## Description of the task
For the records below, report how many lines include the string "normalized", leaving out everything except the number.
>>>>
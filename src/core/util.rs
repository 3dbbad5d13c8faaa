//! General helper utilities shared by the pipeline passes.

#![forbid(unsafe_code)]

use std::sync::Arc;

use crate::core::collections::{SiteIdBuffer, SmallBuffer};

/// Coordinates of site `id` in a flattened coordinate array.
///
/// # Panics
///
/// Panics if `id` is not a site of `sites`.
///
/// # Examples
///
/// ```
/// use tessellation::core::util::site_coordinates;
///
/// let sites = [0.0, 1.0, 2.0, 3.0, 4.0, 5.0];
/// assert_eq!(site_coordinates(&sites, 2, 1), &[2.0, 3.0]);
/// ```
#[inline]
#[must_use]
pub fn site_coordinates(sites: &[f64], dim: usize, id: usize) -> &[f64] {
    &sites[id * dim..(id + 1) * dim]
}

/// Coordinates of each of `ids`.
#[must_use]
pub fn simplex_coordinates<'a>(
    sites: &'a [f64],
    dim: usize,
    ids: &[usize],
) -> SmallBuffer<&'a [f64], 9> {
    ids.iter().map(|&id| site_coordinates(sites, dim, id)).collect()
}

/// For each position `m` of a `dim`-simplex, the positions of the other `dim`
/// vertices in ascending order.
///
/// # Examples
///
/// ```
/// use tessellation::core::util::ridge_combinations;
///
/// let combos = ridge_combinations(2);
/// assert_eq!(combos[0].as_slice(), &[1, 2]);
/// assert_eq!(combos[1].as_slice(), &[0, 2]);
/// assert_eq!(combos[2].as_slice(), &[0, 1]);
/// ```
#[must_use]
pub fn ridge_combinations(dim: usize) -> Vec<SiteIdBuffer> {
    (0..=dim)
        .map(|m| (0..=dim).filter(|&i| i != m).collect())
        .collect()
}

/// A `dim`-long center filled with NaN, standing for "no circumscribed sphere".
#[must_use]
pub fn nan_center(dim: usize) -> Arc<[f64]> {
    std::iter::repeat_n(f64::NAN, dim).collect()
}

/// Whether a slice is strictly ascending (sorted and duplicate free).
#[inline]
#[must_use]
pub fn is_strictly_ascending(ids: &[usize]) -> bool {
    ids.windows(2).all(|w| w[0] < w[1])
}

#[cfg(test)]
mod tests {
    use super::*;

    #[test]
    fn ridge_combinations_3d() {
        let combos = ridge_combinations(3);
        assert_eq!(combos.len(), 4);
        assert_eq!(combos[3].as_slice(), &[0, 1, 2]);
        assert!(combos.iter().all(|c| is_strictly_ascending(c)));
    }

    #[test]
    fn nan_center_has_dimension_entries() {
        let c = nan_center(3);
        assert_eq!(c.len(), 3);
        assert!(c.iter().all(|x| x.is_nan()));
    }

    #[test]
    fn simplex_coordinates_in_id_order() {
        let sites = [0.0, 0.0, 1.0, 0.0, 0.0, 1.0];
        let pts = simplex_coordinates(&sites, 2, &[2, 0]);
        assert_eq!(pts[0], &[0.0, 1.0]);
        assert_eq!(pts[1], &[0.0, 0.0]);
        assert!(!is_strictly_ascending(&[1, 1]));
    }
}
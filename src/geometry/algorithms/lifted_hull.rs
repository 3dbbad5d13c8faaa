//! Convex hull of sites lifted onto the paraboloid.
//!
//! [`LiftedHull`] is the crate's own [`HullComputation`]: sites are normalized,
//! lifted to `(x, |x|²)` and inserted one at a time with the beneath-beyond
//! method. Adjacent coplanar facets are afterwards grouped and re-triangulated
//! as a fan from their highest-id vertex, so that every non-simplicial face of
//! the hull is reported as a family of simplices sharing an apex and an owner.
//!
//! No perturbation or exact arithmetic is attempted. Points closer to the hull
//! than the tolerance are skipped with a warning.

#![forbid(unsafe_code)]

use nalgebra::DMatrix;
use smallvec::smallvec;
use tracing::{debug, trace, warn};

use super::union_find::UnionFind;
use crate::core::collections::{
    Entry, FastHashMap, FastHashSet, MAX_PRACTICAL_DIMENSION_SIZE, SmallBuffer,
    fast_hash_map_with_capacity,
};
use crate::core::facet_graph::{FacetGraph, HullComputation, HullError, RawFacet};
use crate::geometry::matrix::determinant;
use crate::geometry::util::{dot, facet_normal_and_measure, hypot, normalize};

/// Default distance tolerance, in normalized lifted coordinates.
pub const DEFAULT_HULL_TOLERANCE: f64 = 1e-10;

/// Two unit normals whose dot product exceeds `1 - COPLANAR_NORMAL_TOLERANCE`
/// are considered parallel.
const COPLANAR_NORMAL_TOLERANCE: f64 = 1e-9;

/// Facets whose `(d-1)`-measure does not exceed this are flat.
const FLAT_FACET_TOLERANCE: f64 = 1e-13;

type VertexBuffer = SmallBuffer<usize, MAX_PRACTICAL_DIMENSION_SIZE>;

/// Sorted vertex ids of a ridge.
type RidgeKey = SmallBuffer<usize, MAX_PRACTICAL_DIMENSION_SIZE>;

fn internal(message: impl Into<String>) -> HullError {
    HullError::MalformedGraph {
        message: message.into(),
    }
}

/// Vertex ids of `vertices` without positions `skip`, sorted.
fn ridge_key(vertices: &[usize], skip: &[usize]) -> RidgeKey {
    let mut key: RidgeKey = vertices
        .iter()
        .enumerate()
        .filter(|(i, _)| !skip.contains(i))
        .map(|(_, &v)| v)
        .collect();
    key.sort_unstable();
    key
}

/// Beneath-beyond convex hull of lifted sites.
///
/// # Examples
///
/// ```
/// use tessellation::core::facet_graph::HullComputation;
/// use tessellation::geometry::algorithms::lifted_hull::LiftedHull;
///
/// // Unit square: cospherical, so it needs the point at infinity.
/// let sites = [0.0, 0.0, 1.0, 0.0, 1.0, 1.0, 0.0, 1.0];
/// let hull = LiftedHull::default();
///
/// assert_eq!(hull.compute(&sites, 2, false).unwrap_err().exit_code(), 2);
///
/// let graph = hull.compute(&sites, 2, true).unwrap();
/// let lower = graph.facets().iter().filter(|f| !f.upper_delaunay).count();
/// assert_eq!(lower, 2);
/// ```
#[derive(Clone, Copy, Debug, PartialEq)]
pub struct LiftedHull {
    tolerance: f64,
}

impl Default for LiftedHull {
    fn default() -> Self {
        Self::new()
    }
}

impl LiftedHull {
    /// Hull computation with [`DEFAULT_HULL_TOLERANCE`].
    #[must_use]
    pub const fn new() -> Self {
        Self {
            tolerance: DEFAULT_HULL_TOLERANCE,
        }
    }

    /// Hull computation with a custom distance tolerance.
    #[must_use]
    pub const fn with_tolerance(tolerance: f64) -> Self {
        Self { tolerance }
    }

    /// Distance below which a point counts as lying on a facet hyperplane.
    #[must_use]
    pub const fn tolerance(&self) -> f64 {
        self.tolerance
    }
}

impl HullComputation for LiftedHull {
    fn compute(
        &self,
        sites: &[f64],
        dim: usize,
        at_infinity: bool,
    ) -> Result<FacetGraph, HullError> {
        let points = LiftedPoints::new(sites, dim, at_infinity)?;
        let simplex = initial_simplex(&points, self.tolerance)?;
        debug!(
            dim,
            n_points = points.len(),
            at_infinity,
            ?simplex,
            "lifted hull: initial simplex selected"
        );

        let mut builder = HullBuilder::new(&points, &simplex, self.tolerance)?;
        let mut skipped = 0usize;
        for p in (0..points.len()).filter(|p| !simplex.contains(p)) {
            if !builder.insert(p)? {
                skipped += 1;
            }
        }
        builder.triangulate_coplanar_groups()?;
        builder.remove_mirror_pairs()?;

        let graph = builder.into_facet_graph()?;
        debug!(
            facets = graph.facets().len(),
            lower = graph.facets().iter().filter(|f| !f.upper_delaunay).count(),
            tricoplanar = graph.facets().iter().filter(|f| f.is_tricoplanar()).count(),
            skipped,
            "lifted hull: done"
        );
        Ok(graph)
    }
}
<<<<
>>>>
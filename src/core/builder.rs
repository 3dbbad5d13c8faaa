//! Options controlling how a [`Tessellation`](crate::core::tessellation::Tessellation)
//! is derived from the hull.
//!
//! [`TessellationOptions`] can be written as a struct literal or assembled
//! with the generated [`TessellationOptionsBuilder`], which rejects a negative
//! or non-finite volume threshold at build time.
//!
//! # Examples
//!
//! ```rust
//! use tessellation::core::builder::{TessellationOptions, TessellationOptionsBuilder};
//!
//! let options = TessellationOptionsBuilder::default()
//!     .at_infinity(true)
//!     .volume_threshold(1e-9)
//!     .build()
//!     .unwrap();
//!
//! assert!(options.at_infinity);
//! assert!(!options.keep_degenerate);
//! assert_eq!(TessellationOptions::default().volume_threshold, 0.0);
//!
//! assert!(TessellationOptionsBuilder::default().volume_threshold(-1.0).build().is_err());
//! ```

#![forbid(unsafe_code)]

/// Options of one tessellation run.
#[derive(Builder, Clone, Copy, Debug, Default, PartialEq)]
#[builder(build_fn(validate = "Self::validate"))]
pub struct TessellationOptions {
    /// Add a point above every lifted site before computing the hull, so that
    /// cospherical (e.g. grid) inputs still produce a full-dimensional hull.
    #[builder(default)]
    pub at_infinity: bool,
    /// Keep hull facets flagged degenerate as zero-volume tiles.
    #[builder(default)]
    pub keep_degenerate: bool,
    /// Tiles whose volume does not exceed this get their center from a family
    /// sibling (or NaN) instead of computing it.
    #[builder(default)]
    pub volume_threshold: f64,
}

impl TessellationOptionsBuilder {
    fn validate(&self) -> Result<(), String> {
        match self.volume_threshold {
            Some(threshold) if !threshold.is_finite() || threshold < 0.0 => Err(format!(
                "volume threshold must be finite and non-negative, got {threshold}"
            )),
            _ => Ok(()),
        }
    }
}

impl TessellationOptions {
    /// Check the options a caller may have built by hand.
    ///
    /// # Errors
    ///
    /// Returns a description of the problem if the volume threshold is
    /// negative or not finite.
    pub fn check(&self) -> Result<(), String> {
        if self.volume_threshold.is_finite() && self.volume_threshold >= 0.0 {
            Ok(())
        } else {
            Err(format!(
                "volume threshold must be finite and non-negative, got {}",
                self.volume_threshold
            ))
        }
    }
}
<<<<
## Response area
2